Generally speaking, you are either a Republican or Democrat, a Calvinist or Arminian, you either believe we are shaped by nature or nurture, you either like Neil Diamond or you don’t, and even as you read this, you either agree with the statements I just made or you disagree. We think Fox News is brainwashing or truth-telling, we are Democratic or Marxists, evolutionists or creationists. There is either right or wrong, good or bad, beautiful or profane, right?
Such thinking wouldn’t make it through the door of an undergraduate course in logic, yet it’s commonplace in our arguments.
And it’s a problem.
Black-and-white, either-or thinking polarizes people and stunts progressive thought.
Moreover, we begin to believe whatever thought camp we subscribe to is morally good and the other morally bad, thus demonizing a threatening position, further stunting our ability to think and find truth. Instead, we are armed with ammo from the twenty-four hour news cycle that helps us defend our identities rather than search for truth.
There are places where this sort of thinking doesn’t prevail, however. I remember hanging out at Reed College back in the day and wondering how odd it was that people’s identities weren’t attached to their ideas. In fact, ideas weren’t even their ideas anymore than artifacts found in an archeological dig belonged to their finder.
So how did we become so polarized?
It’s true that humans have a need to categorize their thoughts in order to make sense of the world. And yet few of us would realize our categories are largely utilitarian, based loosely in fact and largely in fantasy. Austin Cline suggests that when we fall victim to black-and-white thinking, we reduce an endless spectrum of possibilities to the two most extreme positions, saying, in short, that home is either north or south, when home may indeed be southeast or northwest, or in some cases, both, depending on the necessary route.
Black-and-white thinking is attractive because it’s reductionistic; it simplifies everything so we don’t really have to comprehend. It allows us to feel intelligent without understanding, and once we are intelligent, we feel superior. People who don’t agree with us are just dumb.
What about you? Do you think in black and white?
Here are a few ways I’ve had to train myself to not think in black and white.
1. Disengage your ego from your ideas. Our ideas aren’t really ours; they are just ideas. They may be true ideas, which makes them important, but they aren’t our true ideas, and people should have the free will to either agree with them or not. It is very difficult to be honest with ourselves about whether our egos are involved, but it’s the territory of a better thinker.
2. Understand there is much you don’t understand. We begin to think in black and white when we assume we know everything. But this is an illogical assumption. Those who think in black and white and defend their camps will have a hard time engaging new and valuable information because they have already built their home halfway across the desert.
3. Walk away from black and white conversations. When the conversation becomes about defending one’s identity, it’s time to politely move on. If the conversation is calm, and nobody is defending his or her ego, you’d be amazed at what information unfolds in the discussion.

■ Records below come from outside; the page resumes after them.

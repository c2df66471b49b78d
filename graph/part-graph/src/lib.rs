//! Proximity graphs over rigid mesh parts.
//!
//! This crate is the analysis core of the pipeline. Given an object split
//! into disjoint rigid [`Part`]s, it answers two questions:
//!
//! - **Rootedness**: is every part connected to the ground through a chain
//!   of touching or near-touching surfaces? ([`check_rooted`])
//! - **Structure**: how do the parts group into independent rigid
//!   assemblies, and what joint hierarchy spans each one?
//!   ([`connected_components`], [`Hierarchy`])
//!
//! # Pipeline
//!
//! ```text
//! parts ──► AdjacencyGraph ──┬──► rootedness (ground node 0)
//!                            └──► components ──► spanning hierarchies
//! ```
//!
//! Surface distances are delegated to `parry3d` (`query::distance`); a
//! pair of parts is adjacent when the minimum distance between their
//! surfaces is below a caller-supplied [`ProximityThreshold`]. There is no
//! default threshold: observed variants range from `1e-3` absolute to
//! `0.02×` object scale, so the choice is forced on the caller.
//!
//! # Example
//!
//! ```
//! use nalgebra::{Point3, Vector3};
//! use part_mesh::cuboid;
//! use part_graph::{build_adjacency, connected_components, Part, ProximityThreshold};
//!
//! // Two stacked cubes and one far away.
//! let meshes = vec![
//!     cuboid(Point3::new(0.0, 0.0, 0.5), Vector3::new(1.0, 1.0, 1.0)),
//!     cuboid(Point3::new(0.0, 0.0, 1.5), Vector3::new(1.0, 1.0, 1.0)),
//!     cuboid(Point3::new(9.0, 0.0, 0.5), Vector3::new(1.0, 1.0, 1.0)),
//! ];
//! let parts: Vec<Part> = meshes.into_iter().enumerate()
//!     .map(|(id, m)| Part::from_mesh(id, m))
//!     .collect();
//!
//! let graph = build_adjacency(&parts, ProximityThreshold::Absolute(1e-3)).unwrap();
//! let components = connected_components(&graph);
//! assert_eq!(components, vec![vec![0, 1], vec![2]]);
//! ```

#![warn(missing_docs)]
#![warn(clippy::all)]
#![warn(clippy::pedantic)]
#![deny(clippy::unwrap_used)]
#![deny(clippy::expect_used)]

mod adjacency;
mod components;
mod error;
mod hierarchy;
mod part;
mod rooted;
mod threshold;

pub use adjacency::{build_adjacency, build_rooted_adjacency, AdjacencyGraph, GROUND};
pub use components::connected_components;
pub use error::{GraphError, GraphResult};
pub use hierarchy::Hierarchy;
pub use part::{split_into_parts, Part};
pub use rooted::{check_rooted, is_rooted};
pub use threshold::ProximityThreshold;
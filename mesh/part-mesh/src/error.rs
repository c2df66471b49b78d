//! Error types for mesh loading, saving, and decomposition.

use std::path::PathBuf;
use thiserror::Error;

/// Result type for mesh operations.
pub type MeshResult<T> = Result<T, MeshError>;

/// Errors that can occur while reading, writing, or decomposing meshes.
#[derive(Debug, Error)]
pub enum MeshError {
    /// File not found.
    #[error("file not found: {path}")]
    FileNotFound {
        /// Path that was not found.
        path: PathBuf,
    },

    /// Invalid file content (parse error).
    #[error("invalid mesh content: {message}")]
    InvalidContent {
        /// Description of what was invalid.
        message: String,
    },

    /// A face referenced a vertex index outside the vertex table.
    #[error("face {face} references vertex {index}, but only {vertex_count} vertices exist")]
    IndexOutOfRange {
        /// Zero-based face number in the file.
        face: usize,
        /// The offending (already resolved) vertex index.
        index: i64,
        /// Number of vertices read so far.
        vertex_count: usize,
    },

    /// I/O error from the standard library.
    #[error("I/O error: {0}")]
    Io(#[from] std::io::Error),

    /// Float parsing error.
    #[error("float parsing error: {0}")]
    ParseFloat(#[from] std::num::ParseFloatError),

    /// Integer parsing error.
    #[error("integer parsing error: {0}")]
    ParseInt(#[from] std::num::ParseIntError),
}

impl MeshError {
    /// Create an `InvalidContent` error with the given message.
    #[must_use]
    pub fn invalid_content(message: impl Into<String>) -> Self {
        Self::InvalidContent {
            message: message.into(),
        }
    }
}
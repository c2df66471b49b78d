//! Indexed triangle mesh and derived measures.

use nalgebra::{Point3, Vector3};

use crate::Aabb;

/// An indexed triangle mesh.
///
/// Vertices and faces are stored separately, with faces referencing
/// vertices by index. Faces use counter-clockwise winding when viewed from
/// outside, so normals point outward by the right-hand rule.
///
/// # Example
///
/// ```
/// use part_mesh::TriMesh;
/// use nalgebra::Point3;
///
/// let mut mesh = TriMesh::new();
/// mesh.vertices.push(Point3::new(0.0, 0.0, 0.0));
/// mesh.vertices.push(Point3::new(1.0, 0.0, 0.0));
/// mesh.vertices.push(Point3::new(0.0, 1.0, 0.0));
/// mesh.faces.push([0, 1, 2]);
///
/// assert_eq!(mesh.face_count(), 1);
/// ```
#[derive(Debug, Clone, Default)]
pub struct TriMesh {
    /// Vertex positions.
    pub vertices: Vec<Point3<f64>>,
    /// Triangle faces as indices into the vertex array, CCW winding.
    pub faces: Vec<[u32; 3]>,
}

impl TriMesh {
    /// Create a new empty mesh.
    #[inline]
    #[must_use]
    pub const fn new() -> Self {
        Self {
            vertices: Vec::new(),
            faces: Vec::new(),
        }
    }

    /// Create a mesh with pre-allocated capacity.
    #[inline]
    #[must_use]
    pub fn with_capacity(vertex_count: usize, face_count: usize) -> Self {
        Self {
            vertices: Vec::with_capacity(vertex_count),
            faces: Vec::with_capacity(face_count),
        }
    }

    /// Create a mesh from vertices and faces.
    #[inline]
    #[must_use]
    pub const fn from_parts(vertices: Vec<Point3<f64>>, faces: Vec<[u32; 3]>) -> Self {
        Self { vertices, faces }
    }

    /// Number of vertices.
    #[inline]
    #[must_use]
    pub fn vertex_count(&self) -> usize {
        self.vertices.len()
    }

    /// Number of triangle faces.
    #[inline]
    #[must_use]
    pub fn face_count(&self) -> usize {
        self.faces.len()
    }

    /// Whether the mesh has no faces.
    #[inline]
    #[must_use]
    pub fn is_empty(&self) -> bool {
        self.faces.is_empty()
    }

    /// Axis-aligned bounds of all vertices.
    #[must_use]
    pub fn bounds(&self) -> Aabb {
        Aabb::from_points(self.vertices.iter())
    }

    /// Length of the bounding-box diagonal.
    ///
    /// Used as the object's overall scale when resolving relative
    /// proximity thresholds.
    #[must_use]
    pub fn scale(&self) -> f64 {
        self.bounds().diagonal()
    }

    /// Compute the signed volume of the mesh.
    ///
    /// Sum of signed tetrahedra volumes formed by each face and the
    /// origin (divergence theorem). Positive for a closed mesh with
    /// outward-facing normals; not meaningful for open meshes.
    #[must_use]
    pub fn signed_volume(&self) -> f64 {
        let mut volume = 0.0;

        for &[i0, i1, i2] in &self.faces {
            let v0 = &self.vertices[i0 as usize].coords;
            let v1 = &self.vertices[i1 as usize].coords;
            let v2 = &self.vertices[i2 as usize].coords;
            volume += v0.dot(&v1.cross(v2));
        }

        volume / 6.0
    }

    /// Absolute volume of the mesh.
    #[inline]
    #[must_use]
    pub fn volume(&self) -> f64 {
        self.signed_volume().abs()
    }

    /// Total surface area of the mesh.
    #[must_use]
    pub fn surface_area(&self) -> f64 {
        self.faces
            .iter()
            .map(|&[i0, i1, i2]| {
                let a = self.vertices[i0 as usize];
                let b = self.vertices[i1 as usize];
                let c = self.vertices[i2 as usize];
                (b - a).cross(&(c - a)).norm() * 0.5
            })
            .sum()
    }

    /// Surface centroid: the area-weighted average of triangle centers.
    ///
    /// Falls back to the plain vertex average when the total area is
    /// degenerate.
    #[must_use]
    pub fn centroid(&self) -> Point3<f64> {
        let mut weighted = Vector3::zeros();
        let mut total_area = 0.0;

        for &[i0, i1, i2] in &self.faces {
            let a = self.vertices[i0 as usize];
            let b = self.vertices[i1 as usize];
            let c = self.vertices[i2 as usize];
            let area = (b - a).cross(&(c - a)).norm() * 0.5;
            let center = (a.coords + b.coords + c.coords) / 3.0;
            weighted += center * area;
            total_area += area;
        }

        if total_area > f64::EPSILON {
            Point3::from(weighted / total_area)
        } else if self.vertices.is_empty() {
            Point3::origin()
        } else {
            #[allow(clippy::cast_precision_loss)]
            let n = self.vertices.len() as f64;
            Point3::from(self.vertices.iter().map(|p| p.coords).sum::<Vector3<f64>>() / n)
        }
    }

    /// Translate the mesh by the given vector.
    pub fn translate(&mut self, offset: Vector3<f64>) {
        for vertex in &mut self.vertices {
            *vertex += offset;
        }
    }

    /// Convert from a y-up to a z-up frame.
    ///
    /// Swaps each vertex's Y and Z components. The swap is a reflection
    /// (determinant −1) and would turn the mesh inside out, so each face's
    /// winding is reversed as well, keeping normals outward.
    pub fn swap_yup_to_zup(&mut self) {
        for vertex in &mut self.vertices {
            let y = vertex.y;
            vertex.y = vertex.z;
            vertex.z = y;
        }
        for face in &mut self.faces {
            face.swap(1, 2);
        }
    }

    /// Merge another mesh into this one.
    ///
    /// The other mesh's vertices and faces are appended, with face indices
    /// offset appropriately.
    #[allow(clippy::cast_possible_truncation)]
    // Truncation: mesh indices are u32, vertex counts > 4B are unsupported
    pub fn merge(&mut self, other: &Self) {
        let vertex_offset = self.vertices.len() as u32;

        self.vertices.extend_from_slice(&other.vertices);
        for face in &other.faces {
            self.faces.push([
                face[0] + vertex_offset,
                face[1] + vertex_offset,
                face[2] + vertex_offset,
            ]);
        }
    }
}

/// Build a closed axis-aligned cuboid mesh.
///
/// `extents` are the full side lengths; the cuboid is centered at `center`.
/// Faces wind counter-clockwise viewed from outside.
///
/// # Example
///
/// ```
/// use part_mesh::cuboid;
/// use nalgebra::{Point3, Vector3};
/// use approx::assert_relative_eq;
///
/// let unit = cuboid(Point3::new(0.5, 0.5, 0.5), Vector3::new(1.0, 1.0, 1.0));
/// assert_eq!(unit.face_count(), 12);
/// assert_relative_eq!(unit.signed_volume(), 1.0, epsilon = 1e-12);
/// ```
#[must_use]
pub fn cuboid(center: Point3<f64>, extents: Vector3<f64>) -> TriMesh {
    let h = extents / 2.0;
    let mut mesh = TriMesh::with_capacity(8, 12);

    for &dz in &[-h.z, h.z] {
        for &dy in &[-h.y, h.y] {
            for &dx in &[-h.x, h.x] {
                mesh.vertices
                    .push(Point3::new(center.x + dx, center.y + dy, center.z + dz));
            }
        }
    }

    // Vertex layout: bit 0 = +x, bit 1 = +y, bit 2 = +z.
    mesh.faces.extend_from_slice(&[
        // Bottom (z = -h.z), normal -Z
        [0, 2, 1],
        [1, 2, 3],
        // Top (z = +h.z), normal +Z
        [4, 5, 6],
        [5, 7, 6],
        // Front (y = -h.y), normal -Y
        [0, 1, 4],
        [1, 5, 4],
        // Back (y = +h.y), normal +Y
        [2, 6, 3],
        [3, 6, 7],
        // Left (x = -h.x), normal -X
        [0, 4, 2],
        [2, 4, 6],
        // Right (x = +h.x), normal +X
        [1, 3, 5],
        [3, 7, 5],
    ]);

    mesh
}
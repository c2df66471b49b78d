//! Proximity-based adjacency graphs.
//!
//! Every unordered pair of parts is tested with a minimum-surface-distance
//! query (delegated to `parry3d`); pairs closer than the resolved
//! threshold get a symmetric edge. O(n²) in the part count, which is fine
//! for the tens of parts these objects decompose into. The pairwise tests
//! are independent and could be parallelized without changing results;
//! they are kept sequential.

use std::collections::BTreeSet;

use nalgebra::{Isometry3, Point3, Vector3};
use parry3d_f64::query;
use parry3d_f64::shape::TriMesh as CollisionMesh;
use part_mesh::{cuboid, Aabb, TriMesh};

use crate::error::{GraphError, GraphResult};
use crate::part::Part;
use crate::threshold::ProximityThreshold;

/// Reserved node id for the synthetic ground slab in rooted graphs.
pub const GROUND: usize = 0;

/// Thickness of the synthetic ground slab.
const GROUND_THICKNESS: f64 = 0.01;

/// Minimum horizontal extent of the ground slab, matching the fixed slab
/// size of earlier pipelines. The slab never shrinks below this even for
/// small objects.
const MIN_GROUND_EXTENT: f64 = 10.0;

/// Undirected adjacency over graph node ids.
///
/// Symmetric by construction. Neighbor sets are ordered, so iteration is
/// deterministic; hierarchy construction relies on this for reproducible
/// joint naming.
#[derive(Debug, Clone, Default)]
pub struct AdjacencyGraph {
    neighbors: Vec<BTreeSet<usize>>,
}

impl AdjacencyGraph {
    /// Create a graph with `nodes` isolated nodes.
    #[must_use]
    pub fn with_nodes(nodes: usize) -> Self {
        Self {
            neighbors: vec![BTreeSet::new(); nodes],
        }
    }

    /// Number of nodes.
    #[inline]
    #[must_use]
    pub fn node_count(&self) -> usize {
        self.neighbors.len()
    }

    /// Number of undirected edges.
    #[must_use]
    pub fn edge_count(&self) -> usize {
        self.neighbors.iter().map(BTreeSet::len).sum::<usize>() / 2
    }

    /// Record a symmetric edge between `a` and `b`.
    ///
    /// Self-loops are ignored.
    ///
    /// # Panics
    ///
    /// Panics if either id is out of range; ids come from the builder's
    /// own enumeration, so this indicates a bug, not bad input.
    pub fn insert_edge(&mut self, a: usize, b: usize) {
        assert!(a < self.neighbors.len() && b < self.neighbors.len());
        if a == b {
            return;
        }
        self.neighbors[a].insert(b);
        self.neighbors[b].insert(a);
    }

    /// Whether `a` and `b` are adjacent.
    #[must_use]
    pub fn contains_edge(&self, a: usize, b: usize) -> bool {
        self.neighbors.get(a).is_some_and(|set| set.contains(&b))
    }

    /// Iterate the neighbors of `id` in ascending order.
    pub fn neighbors(&self, id: usize) -> impl Iterator<Item = usize> + '_ {
        self.neighbors.get(id).into_iter().flatten().copied()
    }
}

/// Build the adjacency graph over parts only (no ground node).
///
/// Node `i` is part `i`. This is the graph the component partitioner
/// consumes.
///
/// # Errors
///
/// Fails on an invalid threshold, a part the collision library rejects,
/// or a nonsensical distance result (see [`min_surface_distance`]).
pub fn build_adjacency(parts: &[Part], threshold: ProximityThreshold) -> GraphResult<AdjacencyGraph> {
    let epsilon = threshold.resolve(combined_scale(parts))?;
    let shapes = collision_shapes(parts, 0)?;
    pairwise_edges(&shapes, epsilon)
}

/// Build the adjacency graph including the synthetic ground slab.
///
/// The ground occupies node [`GROUND`]; part `i` becomes node `i + 1`.
/// The slab's top face sits at the object's minimum vertical extent and
/// its horizontal extents are twice the object's footprint (never below a
/// fixed minimum), so any part resting at the bottom of the object is
/// within reach.
///
/// # Errors
///
/// Same failure modes as [`build_adjacency`].
pub fn build_rooted_adjacency(
    parts: &[Part],
    threshold: ProximityThreshold,
) -> GraphResult<AdjacencyGraph> {
    let epsilon = threshold.resolve(combined_scale(parts))?;

    let bounds = combined_bounds(parts);
    let slab = ground_slab(&bounds);
    let slab_shape = collision_shape(&slab, GROUND)?;

    let mut shapes = Vec::with_capacity(parts.len() + 1);
    shapes.push((GROUND, slab_shape));
    shapes.extend(collision_shapes(parts, 1)?);

    pairwise_edges(&shapes, epsilon)
}

/// Minimum surface distance between two collision shapes.
///
/// # Errors
///
/// A non-finite or negative result is [`GraphError::InvalidDistance`] —
/// never an implicit "not adjacent". An unsupported shape pairing is
/// [`GraphError::DistanceUnsupported`].
pub fn min_surface_distance(
    first: (usize, &CollisionMesh),
    second: (usize, &CollisionMesh),
) -> GraphResult<f64> {
    let identity = Isometry3::identity();
    let distance = query::distance(&identity, first.1, &identity, second.1).map_err(|_| {
        GraphError::DistanceUnsupported {
            first: first.0,
            second: second.0,
        }
    })?;

    if !distance.is_finite() || distance < 0.0 {
        return Err(GraphError::InvalidDistance {
            first: first.0,
            second: second.0,
            distance,
        });
    }

    Ok(distance)
}

/// Run the O(n²) pairwise test and collect edges.
fn pairwise_edges(shapes: &[(usize, CollisionMesh)], epsilon: f64) -> GraphResult<AdjacencyGraph> {
    let mut graph = AdjacencyGraph::with_nodes(shapes.len());

    for i in 0..shapes.len() {
        for j in (i + 1)..shapes.len() {
            let (id_i, shape_i) = &shapes[i];
            let (id_j, shape_j) = &shapes[j];
            let distance = min_surface_distance((*id_i, shape_i), (*id_j, shape_j))?;
            if distance < epsilon {
                graph.insert_edge(i, j);
            }
        }
    }

    tracing::debug!(
        nodes = graph.node_count(),
        edges = graph.edge_count(),
        epsilon,
        "built adjacency graph"
    );

    Ok(graph)
}

/// Build collision shapes for all parts, with node ids starting at `offset`.
fn collision_shapes(parts: &[Part], offset: usize) -> GraphResult<Vec<(usize, CollisionMesh)>> {
    parts
        .iter()
        .enumerate()
        .map(|(i, part)| Ok((offset + i, collision_shape(part.mesh(), offset + i)?)))
        .collect()
}

/// Convert a surface mesh into the collision library's mesh shape.
fn collision_shape(mesh: &TriMesh, _node: usize) -> GraphResult<CollisionMesh> {
    Ok(CollisionMesh::new(mesh.vertices.clone(), mesh.faces.clone()))
}

/// Union of all part bounds.
fn combined_bounds(parts: &[Part]) -> Aabb {
    let mut bounds = Aabb::empty();
    for part in parts {
        bounds.expand_to_include(&part.bounds().min);
        bounds.expand_to_include(&part.bounds().max);
    }
    bounds
}

/// Overall object scale: the bounding-box diagonal over all parts.
fn combined_scale(parts: &[Part]) -> f64 {
    combined_bounds(parts).diagonal()
}

/// The synthetic ground slab for rootedness analysis.
fn ground_slab(bounds: &Aabb) -> TriMesh {
    let size = bounds.size();
    let extent_x = (2.0 * size.x).max(MIN_GROUND_EXTENT);
    let extent_y = (2.0 * size.y).max(MIN_GROUND_EXTENT);
    let center = bounds.center();

    cuboid(
        Point3::new(center.x, center.y, bounds.min.z - GROUND_THICKNESS / 2.0),
        Vector3::new(extent_x, extent_y, GROUND_THICKNESS),
    )
}
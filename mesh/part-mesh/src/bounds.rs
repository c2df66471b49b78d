//! Axis-aligned bounding box.

use nalgebra::{Point3, Vector3};

/// An axis-aligned bounding box.
///
/// Defined by minimum and maximum corner points. An *empty* box has
/// `min > max` on every axis and absorbs points via
/// [`expand_to_include`](Self::expand_to_include).
#[derive(Debug, Clone, Copy, PartialEq)]
pub struct Aabb {
    /// Minimum corner (smallest x, y, z values).
    pub min: Point3<f64>,
    /// Maximum corner (largest x, y, z values).
    pub max: Point3<f64>,
}

impl Aabb {
    /// Create a new AABB from minimum and maximum corners.
    ///
    /// The corners are swapped per-axis if `min > max`.
    #[must_use]
    pub fn new(min: Point3<f64>, max: Point3<f64>) -> Self {
        Self {
            min: Point3::new(min.x.min(max.x), min.y.min(max.y), min.z.min(max.z)),
            max: Point3::new(min.x.max(max.x), min.y.max(max.y), min.z.max(max.z)),
        }
    }

    /// Create an empty (inverted) AABB, useful as a fold seed.
    #[must_use]
    pub fn empty() -> Self {
        Self {
            min: Point3::new(f64::INFINITY, f64::INFINITY, f64::INFINITY),
            max: Point3::new(f64::NEG_INFINITY, f64::NEG_INFINITY, f64::NEG_INFINITY),
        }
    }

    /// Build the smallest AABB containing all `points`.
    ///
    /// Returns an empty AABB if the iterator is empty.
    #[must_use]
    pub fn from_points<'a, I>(points: I) -> Self
    where
        I: IntoIterator<Item = &'a Point3<f64>>,
    {
        let mut aabb = Self::empty();
        for p in points {
            aabb.expand_to_include(p);
        }
        aabb
    }

    /// Whether this AABB contains no points.
    #[must_use]
    pub fn is_empty(&self) -> bool {
        self.min.x > self.max.x || self.min.y > self.max.y || self.min.z > self.max.z
    }

    /// Grow the box to contain `point`.
    pub fn expand_to_include(&mut self, point: &Point3<f64>) {
        self.min.x = self.min.x.min(point.x);
        self.min.y = self.min.y.min(point.y);
        self.min.z = self.min.z.min(point.z);
        self.max.x = self.max.x.max(point.x);
        self.max.y = self.max.y.max(point.y);
        self.max.z = self.max.z.max(point.z);
    }

    /// Center point of the box.
    #[must_use]
    pub fn center(&self) -> Point3<f64> {
        nalgebra::center(&self.min, &self.max)
    }

    /// Per-axis extent (max - min).
    #[must_use]
    pub fn size(&self) -> Vector3<f64> {
        self.max - self.min
    }

    /// Length of the box diagonal.
    ///
    /// This is the "overall scale" of an object used when resolving
    /// relative proximity thresholds.
    #[must_use]
    pub fn diagonal(&self) -> f64 {
        if self.is_empty() {
            0.0
        } else {
            self.size().norm()
        }
    }
}

#[cfg(test)]
#[allow(clippy::unwrap_used, clippy::expect_used)]
mod tests {
    use super::*;
    use approx::assert_relative_eq;

    #[test]
    fn from_points_covers_all() {
        let points = [
            Point3::new(0.0, 0.0, 0.0),
            Point3::new(10.0, 5.0, 3.0),
            Point3::new(-2.0, 8.0, 1.0),
        ];
        let aabb = Aabb::from_points(points.iter());
        assert_relative_eq!(aabb.min.x, -2.0);
        assert_relative_eq!(aabb.max.x, 10.0);
        assert_relative_eq!(aabb.max.y, 8.0);
        assert_relative_eq!(aabb.min.z, 0.0);
    }

    #[test]
    fn empty_is_empty() {
        assert!(Aabb::empty().is_empty());
        assert_relative_eq!(Aabb::empty().diagonal(), 0.0);
    }

    #[test]
    fn expand_clears_empty() {
        let mut aabb = Aabb::empty();
        aabb.expand_to_include(&Point3::new(1.0, 2.0, 3.0));
        assert!(!aabb.is_empty());
        assert_relative_eq!(aabb.diagonal(), 0.0);
    }

    #[test]
    fn diagonal_of_unit_box() {
        let aabb = Aabb::new(Point3::origin(), Point3::new(1.0, 1.0, 1.0));
        assert_relative_eq!(aabb.diagonal(), 3.0_f64.sqrt());
    }

    #[test]
    fn corners_are_corrected() {
        let aabb = Aabb::new(Point3::new(1.0, 0.0, 5.0), Point3::new(0.0, 2.0, 3.0));
        assert_relative_eq!(aabb.min.x, 0.0);
        assert_relative_eq!(aabb.min.z, 3.0);
        assert_relative_eq!(aabb.max.z, 5.0);
    }
}
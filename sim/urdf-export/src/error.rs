//! Error types for assembly emission.

use thiserror::Error;

/// Result type for export operations.
pub type ExportResult<T> = Result<T, ExportError>;

/// Errors that can occur while emitting assemblies.
#[derive(Debug, Error)]
pub enum ExportError {
    /// Mesh loading or decomposition failed.
    #[error(transparent)]
    Mesh(#[from] part_mesh::MeshError),

    /// Graph analysis failed.
    #[error(transparent)]
    Graph(#[from] part_graph::GraphError),

    /// XML generation failed.
    #[error("URDF generation failed: {message}")]
    Xml {
        /// Description of the failure.
        message: String,
    },

    /// Metadata serialization failed.
    #[error("metadata serialization failed: {0}")]
    Json(#[from] serde_json::Error),

    /// Single-assembly legacy mode requires exactly one component.
    #[error("legacy single-assembly mode needs one connected component, found {count}")]
    MultipleComponents {
        /// Number of components the object decomposed into.
        count: usize,
    },

    /// I/O error from the standard library.
    #[error("I/O error: {0}")]
    Io(#[from] std::io::Error),
}

impl ExportError {
    /// Create an `Xml` error with the given message.
    #[must_use]
    pub fn xml(message: impl Into<String>) -> Self {
        Self::Xml {
            message: message.into(),
        }
    }
}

4. Choose your words carefully. Use phrases such as: At this point, I’ve come to believe, or, I’ll never stop learning, but I’m attracted to the idea that… Some will read these statements as weak, but I see these as strong and humble statements. When you make statements like this, your listener hears that you are objective and have sought truth. You are, as such, thought of as more trustworthy, and your argument is given more weight.
I’ll never stop learning, but at this point I’ve come to believe black-and-white thinking isn’t the best way to engage ideas.
It should also be noted, I do believe some things are black and white.
Murdering an innocent person, for instance, is always wrong. Killing somebody, however, is not always wrong. Some actions are right or wrong depending on context. This would be considered a gray area. If you’d like to read more about this, I suggest checking out G.K. Chesterton’s Orthodoxy. Chesterton asserts that mathematicians go mad, not poets, because mathematicians try to build a bridge across the infinite, and poets simply swim in the sea.